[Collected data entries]
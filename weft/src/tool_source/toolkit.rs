//! Tools from every server, grouped by capability.
//!
//! A tool belongs to the capability named by its prefix: `file_` filesystem, `shell_`
//! shell, `browser_` browser. Everything else is general. Each group is a
//! [`ScopedTools`] that routes calls back to the source that listed the tool.

use std::collections::HashMap;
use std::sync::Arc;

use async_trait::async_trait;
use serde_json::Value;

use super::{ToolCallContent, ToolSource, ToolSourceError, ToolSpec};

#[derive(Debug, Clone, Copy, PartialEq, Eq, Hash)]
pub enum Capability {
    Filesystem,
    Shell,
    Browser,
    General,
}

impl Capability {
    pub fn of_tool(name: &str) -> Self {
        if name.starts_with("file_") {
            Self::Filesystem
        } else if name.starts_with("shell_") {
            Self::Shell
        } else if name.starts_with("browser_") {
            Self::Browser
        } else {
            Self::General
        }
    }
}

/// A subset of tools, each bound to the source that owns it.
#[derive(Clone, Default)]
pub struct ScopedTools {
    specs: Vec<ToolSpec>,
    owners: HashMap<String, Arc<dyn ToolSource>>,
}

impl ScopedTools {
    fn push(&mut self, spec: ToolSpec, owner: Arc<dyn ToolSource>) {
        if self.owners.contains_key(&spec.name) {
            tracing::warn!(tool = %spec.name, "duplicate tool name; keeping the first");
            return;
        }
        self.owners.insert(spec.name.clone(), owner);
        self.specs.push(spec);
    }

    pub fn specs(&self) -> &[ToolSpec] {
        &self.specs
    }

    pub fn is_empty(&self) -> bool {
        self.specs.is_empty()
    }

    pub fn len(&self) -> usize {
        self.specs.len()
    }
}

#[async_trait]
impl ToolSource for ScopedTools {
    async fn list_tools(&self) -> Result<Vec<ToolSpec>, ToolSourceError> {
        Ok(self.specs.clone())
    }

    async fn call_tool(
        &self,
        name: &str,
        arguments: Value,
    ) -> Result<ToolCallContent, ToolSourceError> {
        let owner = self
            .owners
            .get(name)
            .ok_or_else(|| ToolSourceError::NotFound(name.to_string()))?;
        owner.call_tool(name, arguments).await
    }
}

/// Loaded tools: one scope per capability plus all of them together.
#[derive(Clone, Default)]
pub struct Toolkit {
    pub filesystem: ScopedTools,
    pub shell: ScopedTools,
    pub browser: ScopedTools,
    pub general: ScopedTools,
    pub all: ScopedTools,
}

impl Toolkit {
    /// Lists every source. A source that fails to list is fatal unless
    /// `ignore_load_errors`, in which case it is skipped with a warning.
    pub async fn load(
        sources: Vec<(String, Arc<dyn ToolSource>)>,
        ignore_load_errors: bool,
    ) -> Result<Self, ToolSourceError> {
        let mut kit = Self::default();
        for (server, source) in sources {
            let specs = match source.list_tools().await {
                Ok(specs) => specs,
                Err(error) if ignore_load_errors => {
                    tracing::warn!(%server, %error, "tool load failed; skipping server");
                    continue;
                }
                Err(error) => return Err(error),
            };
            tracing::debug!(%server, tools = specs.len(), "loaded tools");
            for spec in specs {
                kit.all.push(spec.clone(), source.clone());
                kit.scope_mut(Capability::of_tool(&spec.name))
                    .push(spec, source.clone());
            }
        }
        Ok(kit)
    }

    pub fn scope(&self, capability: Capability) -> &ScopedTools {
        match capability {
            Capability::Filesystem => &self.filesystem,
            Capability::Shell => &self.shell,
            Capability::Browser => &self.browser,
            Capability::General => &self.general,
        }
    }

    fn scope_mut(&mut self, capability: Capability) -> &mut ScopedTools {
        match capability {
            Capability::Filesystem => &mut self.filesystem,
            Capability::Shell => &mut self.shell,
            Capability::Browser => &mut self.browser,
            Capability::General => &mut self.general,
        }
    }
}

#[cfg(test)]
mod tests {
    use super::*;
    use crate::tool_source::MockToolSource;
    use serde_json::json;

    fn sandbox() -> Arc<dyn ToolSource> {
        Arc::new(
            MockToolSource::new()
                .with_text_tool("file_read", "text")
                .with_text_tool("shell_exec", "ok")
                .with_text_tool("browser_view", "page")
                .with_text_tool("search", "hits"),
        )
    }

    /// **Scenario**: tools are grouped by prefix and calls reach the owning source.
    #[tokio::test]
    async fn groups_by_prefix_and_routes_calls() {
        let kit = Toolkit::load(vec![("sandbox".into(), sandbox())], false)
            .await
            .unwrap();
        assert_eq!(kit.filesystem.specs()[0].name, "file_read");
        assert_eq!(kit.shell.len(), 1);
        assert_eq!(kit.browser.len(), 1);
        assert_eq!(kit.general.specs()[0].name, "search");
        assert_eq!(kit.all.len(), 4);
        let out = kit.shell.call_tool("shell_exec", json!({})).await.unwrap();
        assert_eq!(out.text, "ok");
        assert!(matches!(
            kit.shell.call_tool("file_read", json!({})).await,
            Err(ToolSourceError::NotFound(_))
        ));
    }

    /// **Scenario**: a failing server aborts loading unless load errors are ignored.
    #[tokio::test]
    async fn load_errors_are_fatal_unless_ignored() {
        let sources = || -> Vec<(String, Arc<dyn ToolSource>)> {
            vec![
                ("down".into(), Arc::new(MockToolSource::failing("refused")) as Arc<dyn ToolSource>),
                ("sandbox".into(), sandbox()),
            ]
        };
        assert!(Toolkit::load(sources(), false).await.is_err());
        let kit = Toolkit::load(sources(), true).await.unwrap();
        assert_eq!(kit.all.len(), 4);
    }
}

▶ **Your assignment**
Write only the number of lines in the data where the string "ToolSourceError" can be found.

▶ **Answer to this problem**
6